● **DESCRIPTION OF THE TASK**: Copy each line from the records below in which the word "leaf" is found.

● **GIVEN RECORDS**:
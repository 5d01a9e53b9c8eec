// src/constants.rs

/// Flags compiled into every node as the eager help option, unless settings override them.
pub const DEFAULT_HELP_FLAGS: &[&str] = &["--help"];

/// Name of the parameter that carries the help flag on every compiled node.
pub const HELP_PARAM_NAME: &str = "help";

/// Help text of the built-in help option.
pub const HELP_PARAM_TEXT: &str = "Show this message and exit.";

/// Token that ends option parsing at the leaf command.
pub const END_OF_OPTIONS: &str = "--";

/// The name of the settings file looked up inside the per-application config directory.
pub const SETTINGS_FILENAME: &str = "cmdtree.toml";

/// Environment variable that points to an explicit settings file.
pub const SETTINGS_PATH_ENV: &str = "CMDTREE_CONFIG";

// --- Process exit codes ---

/// Successful dispatch, help shown, or an eager option handled.
pub const EXIT_OK: i32 = 0;
/// The leaf command (or a group constructor) signalled a failure.
pub const EXIT_INVOCATION_FAILED: i32 = 1;
/// Any parameter validation error other than a missing parameter.
pub const EXIT_USAGE: i32 = 2;
/// A name token did not match any child.
pub const EXIT_UNKNOWN_COMMAND: i32 = 3;
/// A name token matched more than one child.
pub const EXIT_AMBIGUOUS_COMMAND: i32 = 4;
/// A required parameter received no value.
pub const EXIT_MISSING_PARAMETER: i32 = 5;
/// Internal failure, e.g. an unbalanced context stack (`EX_SOFTWARE`).
pub const EXIT_INTERNAL: i32 = 70;
/// The declarations could not be compiled into a tree (`EX_CONFIG`).
pub const EXIT_COMPILE: i32 = 78;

● **ANSWER TO THIS PROBLEM**:
/// Token that ends option parsing at the leaf command.
/// The leaf command (or a group constructor) signalled a failure.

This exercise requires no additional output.